Whether it’s a quick “Hey, here’s something I noticed” or a more formal one-on-one, create space where feedback flows freely and safely. The more often it happens, the less intimidating it becomes. And when people know feedback is part of your culture, they’ll trust that it’s not just about fixing problems, but instead about helping them grow.


Another thing I did was ask everyone on my team how they receive feedback best. I thought everyone was just going to say, "Give me feedback." Boy, was I surprised when everyone on my team gave me a different preferred method of receiving feedback. If the goal is to give feedback, I want to be able to do it well. Even the most well-intentioned feedback can be lost when it is given in the wrong way.


2. Practice 360-Degree Feedback

As leaders, it’s easy to give feedback from the top down. But the real magic happens when it goes in every direction. Invite feedback from your team. Ask your peers how you’re doing. Give those under your leadership permission to be honest. It can definitely be uncomfortable at first, but it’s also the fastest way to get better.


And don’t just say you’re open to feedback, but show it. Receive their words with humility and thank them when they speak up. Then take action. That builds trust.


3. Still Allow Opportunities to Fail

Here’s the twist: feedback doesn’t mean we expect perfection. In fact, one of the best gifts you can give your team is the freedom to fail without fear. When people know that failure won’t get them punished, but will help them learn, they’ll take more ownership. They’ll try new things and help our team grow. Feedback should fuel growth, not fear. Make room for people to try, mess up, and try again—with your support along the way.


Every Summer when I first sit down with our incoming interns, I always let them know that this is the perfect place to try something. My line is always: I'm here to be your safety net. Try something and I won't let you completely fall on your face. If they have a crazy idea or if they feel Holy Spirit stirring something inside them, great! Let's talk about it and move forward. I will not be upset if they try something and learn from it. I will be upset if they play it too safe and never try anything. Remember what happened to the servant who only buried the master's talent? I don't want that to be the same experience for our interns.


Feedback isn’t about pointing out what’s wrong. It’s about calling people up. It’s about growth, maturity, and moving toward who God created us to be.
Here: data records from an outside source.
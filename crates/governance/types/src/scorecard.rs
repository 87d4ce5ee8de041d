//! Trust scorecards: immutable, signed point-in-time snapshots of an
//! agent's trust score and compliance metrics.

use crate::agent::AgentId;
use crate::identity::GovernanceIdentity;
use crate::metrics::ViolationEntry;
use chrono::{DateTime, Utc};
use serde::{Deserialize, Serialize};
use std::collections::BTreeMap;

/// Scorecard schema version written into every scorecard.
pub const SCORECARD_SCHEMA_VERSION: &str = "1.0";

/// Default signature algorithm label.
pub const DEFAULT_SIGNATURE_ALGORITHM: &str = "ed25519";

#[derive(Clone, Debug, Default, PartialEq, Serialize, Deserialize)]
pub struct ReflectionCompliance {
    pub percentage: f64,
    pub total: u64,
    pub compliant: u64,
}

#[derive(Clone, Debug, Default, PartialEq, Serialize, Deserialize)]
pub struct BeliefTraceIntegrity {
    pub percentage: f64,
    pub total: u64,
    pub verified: u64,
}

#[derive(Clone, Debug, Default, PartialEq, Serialize, Deserialize)]
pub struct ViolationHistory {
    pub count: u64,
    pub categories: BTreeMap<String, u64>,
    pub recent: Vec<ViolationEntry>,
}

#[derive(Clone, Copy, Debug, Default, PartialEq, Eq, PartialOrd, Ord, Hash, Serialize, Deserialize)]
#[serde(rename_all = "snake_case")]
pub enum WarningLevel {
    #[default]
    None,
    Caution,
    Warning,
    Severe,
}

#[derive(Clone, Debug, Default, PartialEq, Serialize, Deserialize)]
pub struct WarningState {
    pub has_warning: bool,
    pub level: WarningLevel,
    #[serde(default)]
    pub message: Option<String>,
}

impl WarningState {
    pub fn none() -> Self {
        Self::default()
    }

    pub fn raised(level: WarningLevel, message: impl Into<String>) -> Self {
        Self {
            has_warning: level != WarningLevel::None,
            level,
            message: Some(message.into()),
        }
    }
}

/// Signature block. Empty until the record has been signed.
#[derive(Clone, Debug, PartialEq, Serialize, Deserialize)]
pub struct CryptographicProof {
    #[serde(default)]
    pub signature: Option<String>,
    #[serde(default)]
    pub public_key_id: Option<String>,
    /// Only scorecards carry a merkle root; lineage records leave it empty.
    #[serde(default)]
    pub merkle_root: Option<String>,
    #[serde(default)]
    pub timestamp: Option<DateTime<Utc>>,
    pub algorithm: String,
}

impl CryptographicProof {
    pub fn unsigned() -> Self {
        Self {
            signature: None,
            public_key_id: None,
            merkle_root: None,
            timestamp: None,
            algorithm: DEFAULT_SIGNATURE_ALGORITHM.to_string(),
        }
    }

    pub fn is_signed(&self) -> bool {
        self.signature.is_some() && self.public_key_id.is_some()
    }
}

impl Default for CryptographicProof {
    fn default() -> Self {
        Self::unsigned()
    }
}

#[derive(Clone, Debug, PartialEq, Serialize, Deserialize)]
pub struct Scorecard {
    pub schema_version: String,
    pub agent_id: AgentId,
    pub scorecard_id: String,
    pub timestamp: DateTime<Utc>,
    pub governance_identity: GovernanceIdentity,
    /// `None` when the agent has never been measured
    pub trust_score: Option<f64>,
    pub reflection_compliance: ReflectionCompliance,
    pub belief_trace_integrity: BeliefTraceIntegrity,
    pub violation_history: ViolationHistory,
    pub warning_state: WarningState,
    pub cryptographic_proof: CryptographicProof,
}

impl Scorecard {
    pub fn is_signed(&self) -> bool {
        self.cryptographic_proof.is_signed()
    }
}
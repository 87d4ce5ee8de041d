//! Fixtures shared by the scorecard, lineage and analytics tests.

use crate::config::{AnalyticsConfig, LineageConfig, ScorecardConfig};
use crate::{ScorecardAnalytics, ScorecardManager, TrustLineageTracker};
use chrono::{Duration, Utc};
use governance_crypto::{CryptographicVerifier, KeyStore};
use governance_storage::{InMemoryTrustStorage, TrustStorage};
use governance_types::*;
use std::sync::Arc;

pub(crate) fn identity(agent: &str, framework: GovernanceFramework) -> GovernanceIdentity {
    let now = Utc::now();
    GovernanceIdentity {
        agent_id: AgentId::new(agent),
        governance_framework: framework,
        constitution_hash: format!("constitution-{}", agent),
        compliance_level: ComplianceLevel::Standard,
        memory_integrity: MemoryIntegrity::none(),
        trust_requirements: TrustRequirements::permissive(),
        confidence_modifiers: ConfidenceModifiers::default(),
        fallback_strategy: FallbackStrategy::LogAndProceed,
        governance_proof: GovernanceProof {
            signed_by: "fixture".into(),
            signature: "00".into(),
            timestamp: now - Duration::minutes(1),
            valid_until: now + Duration::days(30),
        },
    }
}

pub(crate) fn prism(reflections: (u64, u64), beliefs: (u64, u64)) -> PrismMetrics {
    PrismMetrics {
        reflection: ReflectionMetrics {
            total: reflections.0,
            compliant: reflections.1,
        },
        belief_trace: BeliefTraceMetrics {
            total: beliefs.0,
            verified: beliefs.1,
        },
    }
}

pub(crate) fn violation(category: &str, minutes_ago: i64) -> ViolationEntry {
    ViolationEntry {
        category: category.into(),
        description: format!("{} violation", category),
        severity: ViolationSeverity::Medium,
        timestamp: Utc::now() - Duration::minutes(minutes_ago),
    }
}

pub(crate) struct Harness {
    pub store: Arc<dyn TrustStorage>,
    pub verifier: Arc<CryptographicVerifier>,
    pub manager: Arc<ScorecardManager>,
    pub lineage: Arc<TrustLineageTracker>,
    pub analytics: ScorecardAnalytics,
}

pub(crate) fn harness() -> Harness {
    let store: Arc<dyn TrustStorage> = Arc::new(InMemoryTrustStorage::new());
    let verifier = Arc::new(CryptographicVerifier::new(Arc::new(KeyStore::ephemeral())));
    let manager = Arc::new(ScorecardManager::new(
        ScorecardConfig::default(),
        verifier.clone(),
        store.clone(),
    ));
    let lineage = Arc::new(TrustLineageTracker::new(
        LineageConfig::default(),
        verifier.clone(),
        store.clone(),
    ));
    let analytics = ScorecardAnalytics::new(
        AnalyticsConfig::default(),
        manager.clone(),
        lineage.clone(),
    );
    Harness {
        store,
        verifier,
        manager,
        lineage,
        analytics,
    }
}

impl Harness {
    /// Assemble, sign and store a scorecard for `agent`.
    pub async fn scored(
        &self,
        agent: &str,
        framework: GovernanceFramework,
        trust_score: Option<f64>,
    ) -> Scorecard {
        let sc = self
            .manager
            .create_scorecard(
                &AgentId::new(agent),
                &identity(agent, framework),
                trust_score,
                None,
                None,
            )
            .unwrap();
        let signed = self.verifier.sign_scorecard(sc).unwrap();
        assert!(self.manager.store_scorecard(signed.clone()).await.unwrap());
        signed
    }
}
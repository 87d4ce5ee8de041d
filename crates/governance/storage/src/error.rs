use thiserror::Error;

/// Result type for storage operations.
pub type StorageResult<T> = Result<T, StorageError>;

/// Storage-layer errors.
#[derive(Debug, Error)]
pub enum StorageError {
    #[error("conflict: {0}")]
    Conflict(String),

    #[error("invalid input: {0}")]
    InvalidInput(String),

    #[error("serialization error: {0}")]
    Serialization(String),

    #[error("backend error: {0}")]
    Backend(String),
}

impl StorageError {
    pub(crate) fn io(path: &std::path::Path, error: std::io::Error) -> Self {
        Self::Backend(format!("{}: {}", path.display(), error))
    }
}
So from June 1, 2025 until May 31, 2026, I'll be asking for feedback each week from a few trusted people in my life. That is 52 pieces of feedback. Definitely more than I'm comfortable with, but more than enough to help me grow. I’m not doing this because I love criticism because I don’t. I’m doing it because I want to become a better leader, communicator, husband, father, and follower of Jesus. I’ve learned that the only way to grow is to be honest about where I’m at, and brave enough to ask others what they see.


If you're a leader reading this, maybe it's time to do something similar. Maybe it’s time to ask for a little more feedback than feels safe because comfort rarely leads to transformation. Let’s be the kind of leaders who invite truth, embrace growth, and model humility. And if you have any feedback for me, please take a number! I should be getting to you in the next few months.